High reactivity of condensed amorphous silicate and implication for chondrites

Abstract

Amorphous silicates are abundant in extraterrestrial objects such as interplanetary dust particles and primitive chondrites. They are thought to be formed through condensation and possibly later exposed to thermal processes in the nebula before being accreted within an asteroid and/or comet.We aim to constrain the conditions that prevailed during thermal events in the nebula, through experimental work on the chemical and structural evolution of condensed amorphous silicate.We conducted coupled condensation and heating experiments of Fe-Mg-silicate thin films using the pulsed laser deposition technique.
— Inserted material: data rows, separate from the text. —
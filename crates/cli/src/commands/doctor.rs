use glassdesk_agent::formatter::ResponseFormatter;
use glassdesk_core::config::{AppConfig, LoadOptions, LookupMode, SessionBackend};
use glassdesk_db::{connect_with_settings, migrations};
use serde::Serialize;

use crate::commands::runtime;

#[derive(Clone, Copy, Debug, PartialEq, Eq, Serialize)]
#[serde(rename_all = "snake_case")]
enum CheckStatus {
    Pass,
    Fail,
    Skipped,
}

#[derive(Debug, Serialize)]
struct DoctorCheck {
    name: &'static str,
    status: CheckStatus,
    details: String,
}

impl DoctorCheck {
    fn pass(name: &'static str, details: impl Into<String>) -> Self {
        Self { name, status: CheckStatus::Pass, details: details.into() }
    }

    fn fail(name: &'static str, details: impl Into<String>) -> Self {
        Self { name, status: CheckStatus::Fail, details: details.into() }
    }

    fn skipped(name: &'static str) -> Self {
        Self {
            name,
            status: CheckStatus::Skipped,
            details: "skipped because configuration did not load".to_string(),
        }
    }
}

#[derive(Debug, Serialize)]
struct DoctorReport {
    overall_status: CheckStatus,
    summary: String,
    checks: Vec<DoctorCheck>,
}

/// Returns the rendered report and whether every check passed.
pub fn run(json_output: bool) -> (String, bool) {
    let report = build_report();
    let passed = report.overall_status == CheckStatus::Pass;

    if json_output {
        let rendered = serde_json::to_string_pretty(&report).unwrap_or_else(|error| {
            format!(
                "{{\"overall_status\":\"fail\",\"summary\":\"doctor serialization failed\",\"error\":\"{}\"}}",
                escape_json(&error.to_string())
            )
        });
        return (rendered, passed);
    }

    (render_human(&report), passed)
}

fn build_report() -> DoctorReport {
    let mut checks = vec![check_reply_templates()];

    match AppConfig::load(LoadOptions::default()) {
        Ok(config) => {
            checks.push(DoctorCheck::pass(
                "config_validation",
                "configuration loaded and validated",
            ));
            checks.push(check_collaborators(&config));
            checks.push(check_session_store(&config));
        }
        Err(error) => {
            checks.push(DoctorCheck::fail("config_validation", error.to_string()));
            checks.push(DoctorCheck::skipped("collaborator_wiring"));
            checks.push(DoctorCheck::skipped("session_store_connectivity"));
        }
    }

    let all_pass = checks.iter().all(|check| check.status == CheckStatus::Pass);
    let overall_status = if all_pass { CheckStatus::Pass } else { CheckStatus::Fail };
    let summary = if all_pass {
        "doctor: all readiness checks passed".to_string()
    } else {
        "doctor: one or more readiness checks failed".to_string()
    };

    DoctorReport { overall_status, summary, checks }
}

fn check_reply_templates() -> DoctorCheck {
    match ResponseFormatter::new() {
        Ok(_) => DoctorCheck::pass("reply_templates", "web and whatsapp reply templates compiled"),
        Err(error) => DoctorCheck::fail("reply_templates", error.to_string()),
    }
}

fn check_collaborators(config: &AppConfig) -> DoctorCheck {
    let lookup = match config.lookup.mode {
        LookupMode::Fixture => "fixture status lookup".to_string(),
        LookupMode::Http => {
            format!("http status lookup at `{}`", config.lookup.base_url.as_deref().unwrap_or(""))
        }
    };
    let delivery = if config.whatsapp_delivery_enabled() { "cloud api" } else { "log only" };

    DoctorCheck::pass(
        "collaborator_wiring",
        format!(
            "{lookup}; answers via {:?}; whatsapp delivery {delivery}",
            config.llm.provider
        ),
    )
}

fn check_session_store(config: &AppConfig) -> DoctorCheck {
    const NAME: &str = "session_store_connectivity";

    if config.session.backend == SessionBackend::Memory {
        return DoctorCheck::pass(NAME, "in-memory session store needs no connection");
    }

    let runtime = match runtime() {
        Ok(runtime) => runtime,
        Err(error) => return DoctorCheck::fail(NAME, error),
    };

    let result = runtime.block_on(async {
        let pool = connect_with_settings(
            &config.database.url,
            config.database.max_connections,
            config.database.timeout_secs,
        )
        .await
        .map_err(|error| format!("failed to connect to database: {error}"))?;

        let migrated = migrations::run_pending(&pool)
            .await
            .map_err(|error| format!("failed to apply session migrations: {error}"));
        pool.close().await;
        migrated
    });

    match result {
        Ok(()) => DoctorCheck::pass(
            NAME,
            format!("sqlite session store ready at `{}`", config.database.url),
        ),
        Err(error) => DoctorCheck::fail(NAME, error),
    }
}

fn render_human(report: &DoctorReport) -> String {
    let mut lines = Vec::new();
    lines.push(report.summary.clone());

    for check in &report.checks {
        let marker = match check.status {
            CheckStatus::Pass => "ok",
            CheckStatus::Fail => "fail",
            CheckStatus::Skipped => "skip",
        };
        lines.push(format!("- [{marker}] {}: {}", check.name, check.details));
    }

    lines.join("\n")
}

fn escape_json(value: &str) -> String {
    value.replace('\\', "\\\\").replace('"', "\\\"")
}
We compared samples condensed at room temperature and annealed in a second step with samples directly condensed on heated substrate, at 450 °C and 700 °C.For both processes, at temperature as low as 450 °C, iron-rich nanoparticles and Mg-rich domains form, evidencing the high reactivity of the condensed amorphous silicate. This reactivity was found to be even higher for the process of condensation on heated substrate. We also evidence the persistence of amorphous silicate up to 700 °C, in spite of the chemical evolution and the demixion into MgO and SiO2 domains.These results imply that amorphous silicates condensed from a plasma (and possibly from any process producing atoms in an excited state) are more reactive than quenched glasses of similar composition. In complement to high temperature events that occurred at the time of solar system formation and that formed chondrules for instance, this work emphasizes the importance of mild heating on dust evolution before accretion within parent(s) body(ies). It helps to place chemical and structural constraints on the thermal evolution of amorphous silicate found in primitive chondrites: i) iron segregation as metallic nanoparticles can be generated within a silicate groundmass at temperature as low as 450 °C (and possibly even below) ii) iron-rich chondritic amorphous silicate can persist up to 700 °C.